1.  The patient develops a constant, daily or near daily headache problem usually in the neck or one side of the head often times with sensitivity to light or sound, nausea, and irritability.

2.  Because serotonin levels in the brain drop, the patient may also develop anxiety, depression, panic attacks, poor concentration, and insomnia, which also are core symptoms.

Drugs that can cause this syndrome are:

Caffeine, such as Excedrin, BC Powder, Vanquish; pseudoephedrine (Sudafed) the decongestant in over the counter sinus meds, such as Tylenol sinus or Advil sinus, or the D in Allegra-D; Ergotamine drugs—Cafergot, Wigraine; Triptans—Imitrex (sumatriptan), Treximet, Maxalt (rizatriptan), Zomig (zomatriptan), Axert (almotriptan), Frova (frovatriptan), Relpax (eletriptan), or Amerge (naratriptan).  NSAIDS—(Nonsteroidal Anti-inflammatory Drugs) such as Motrin (ibuprofen, Advil), Naprosyn/Anaprox (Alleve), and Tylenol (acetaminophen), Narcotics—Vicodin (hydrocodone, Narco), Demerol, MS OxyContin, Tylenol with codeine, Drugs with barbiturates– Fiorinal, Fioricet, Phrenilin, Esgic.

The International Headache Society criteria for medication overuse headache are:

Triptans or Ergotamine intake 1 pill >10 days/month

Non-opioid simple analgesics 1 pill>15days/month

Opioids or Analgesics combined with barbiturates 1 pill >10days/month

Medication overuse headache may develop with the use of any of the drugs listed above more than 2 days per week.  The limit here is two days a week for: hydrocodone, butalbital, triptans, advil and other over the counter medications, or caffeine.  Many patients are drinking 1-2 cups of home coffee a day which is 130-260 mg of caffeine.  Then if a migraine attack comes and the patient takes medication for more than 2 days the brain is sensitized to release the inflammatory neurochemicals–CGRP, substance P, and neurokinans.  The patient is then set up for a revolving repeat performance of irritability, migraine headache, and repeat neurochemical release that won’t stop until the offending drugs are stopped.  I’ve seen a patient taking Advil 6-8 every day for headache develop medication overuse headache from age 6 to age 60 when I met her.  She improved just by stopping Advil after several weeks.

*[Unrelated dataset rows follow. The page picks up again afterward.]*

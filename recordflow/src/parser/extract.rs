//! Low-level text cleanup and span extraction.

use regex::Regex;
use std::sync::OnceLock;

fn fence_re() -> &'static Regex {
    static RE: OnceLock<Regex> = OnceLock::new();
    RE.get_or_init(|| Regex::new(r"(?s)```[A-Za-z0-9_-]*\s*\n?(.*?)\n?\s*```").expect("regex for code fences"))
}

/// Removes reasoning blocks emitted before the answer.
///
/// Everything up to the last `</think>` is dropped; an unterminated
/// `<think>` drops the rest of the text.
#[must_use]
pub fn strip_reasoning(text: &str) -> &str {
    if let Some(end) = text.rfind("</think>") {
        return &text[end + "</think>".len()..];
    }
    match text.find("<think>") {
        Some(start) => &text[..start],
        None => text,
    }
}

/// Strips reasoning blocks and markdown code fences, keeping the fenced body.
#[must_use]
pub fn strip_wrappers(text: &str) -> String {
    let text = strip_reasoning(text);
    match fence_re().captures(text) {
        Some(caps) => caps.get(1).map_or("", |m| m.as_str()).trim().to_string(),
        None => text.trim().to_string(),
    }
}

/// Returns every balanced span opened by `open` and closed by `close`, in
/// order of their opening position.
///
/// A single pass keeps a stack of open positions. Brackets inside JSON
/// string literals are ignored once a span is open. Unterminated spans are
/// skipped.
pub fn balanced_spans(text: &str, open: char, close: char) -> impl Iterator<Item = &str> {
    let mut starts: Vec<usize> = Vec::new();
    let mut spans: Vec<(usize, usize)> = Vec::new();
    let mut in_string = false;
    let mut escaped = false;

    for (i, c) in text.char_indices() {
        if in_string {
            match c {
                _ if escaped => escaped = false,
                '\\' => escaped = true,
                '"' => in_string = false,
                _ => {}
            }
            continue;
        }
        if c == '"' && !starts.is_empty() {
            in_string = true;
        } else if c == open {
            starts.push(i);
        } else if c == close {
            if let Some(start) = starts.pop() {
                spans.push((start, i + c.len_utf8()));
            }
        }
    }

    spans.sort_unstable_by_key(|&(start, _)| start);
    spans.into_iter().map(move |(start, end)| &text[start..end])
}

/// Strips surrounding whitespace and quote characters from a short answer.
#[must_use]
pub fn clean_scalar(text: &str) -> String {
    strip_wrappers(text)
        .trim()
        .trim_matches(|c: char| matches!(c, '"' | '\'' | '“' | '”' | '「' | '」' | '`' | '*'))
        .trim()
        .to_string()
}

#[cfg(test)]
mod tests {
    use super::*;

    #[test]
    fn test_strip_reasoning() {
        assert_eq!(strip_reasoning("<think>hmm {}</think>{\"a\":1}"), "{\"a\":1}");
        assert_eq!(strip_reasoning("answer<think>unfinished"), "answer");
        assert_eq!(strip_reasoning("plain"), "plain");
    }

    #[test]
    fn test_strip_fences() {
        assert_eq!(strip_wrappers("```json\n{\"a\": 1}\n```"), "{\"a\": 1}");
        assert_eq!(strip_wrappers("Here:\n```\n[1,2]\n```\nthanks"), "[1,2]");
        assert_eq!(strip_wrappers("  raw  "), "raw");
    }

    #[test]
    fn test_balanced_spans_skip_strings() {
        let text = r#"x {"a": "}{", "b": {"c": 1}} y {bad"#;
        let spans: Vec<&str> = balanced_spans(text, '{', '}').collect();
        assert_eq!(spans[0], r#"{"a": "}{", "b": {"c": 1}}"#);
        assert_eq!(spans[1], r#"{"c": 1}"#);
        assert_eq!(spans.len(), 2);
    }

    #[test]
    fn test_unbalanced_close_is_ignored() {
        assert_eq!(balanced_spans("]]", '[', ']').count(), 0);
    }

    #[test]
    fn test_brackets_inside_strings_do_not_open_spans() {
        let text = r#"{"k": "{x}"}"#;
        let spans: Vec<&str> = balanced_spans(text, '{', '}').collect();
        assert_eq!(spans, vec![text]);
    }

    #[test]
    fn test_quote_in_prose_before_span() {
        let spans: Vec<&str> = balanced_spans(r#"He said "hi: {"a": 1}"#, '{', '}').collect();
        assert_eq!(spans, vec![r#"{"a": 1}"#]);
    }

    #[test]
    fn test_deep_unterminated_opens() {
        let text = format!("{}{{\"a\": 1}}", "{".repeat(10_000));
        let spans: Vec<&str> = balanced_spans(&text, '{', '}').collect();
        assert_eq!(spans, vec![r#"{"a": 1}"#]);
    }

    #[test]
    fn test_clean_scalar() {
        assert_eq!(clean_scalar("  \"图生万物\"\n"), "图生万物");
        assert_eq!(clean_scalar("**视频秒懂**"), "视频秒懂");
    }
}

The only effective treatment for medication overuse headache is stopping the offending drugs, usually on 1 day, or sometimes by tapering over several weeks if the patient has been on a high dose of an opioid or barbiturate for a long time. Unless the patient was treated with “Bridge Medication” a terrific headache would come after stopping medication and then the headache would clear. The patient has to stay off any drug on the list above during this time. Bridge medication is: one or two weeks dose of oral prednisone or Medrol Dosepak, for the chemical brain inflammation and DHE as Migranol nasal spray or intramuscularly every 3 hours as needed for acute treatment of headache. The time for clearing of MOH varies from several weeks to 1-2 months, depending on the type, amount, and duration of medication abuse. Clearing may be noted by 5 headache free days after which regular acute migraine Rx may resume. The patient should limit painkillers to no more than 2 days/ week for the rest of their life. The patient with medication over use headache should be given a preventive medication such as topiramate, amitriptyline, depakote, or a beta-blockers to reduce the number of monthly migraines. 40% of patients with MOH have generalized anxiety disorder (GAD) or panic disorder and 50% have depression which may need treatment.  50% of patients with MOH will get it again, usually at a time when they just don’t limit headache medication to only 2 days a week.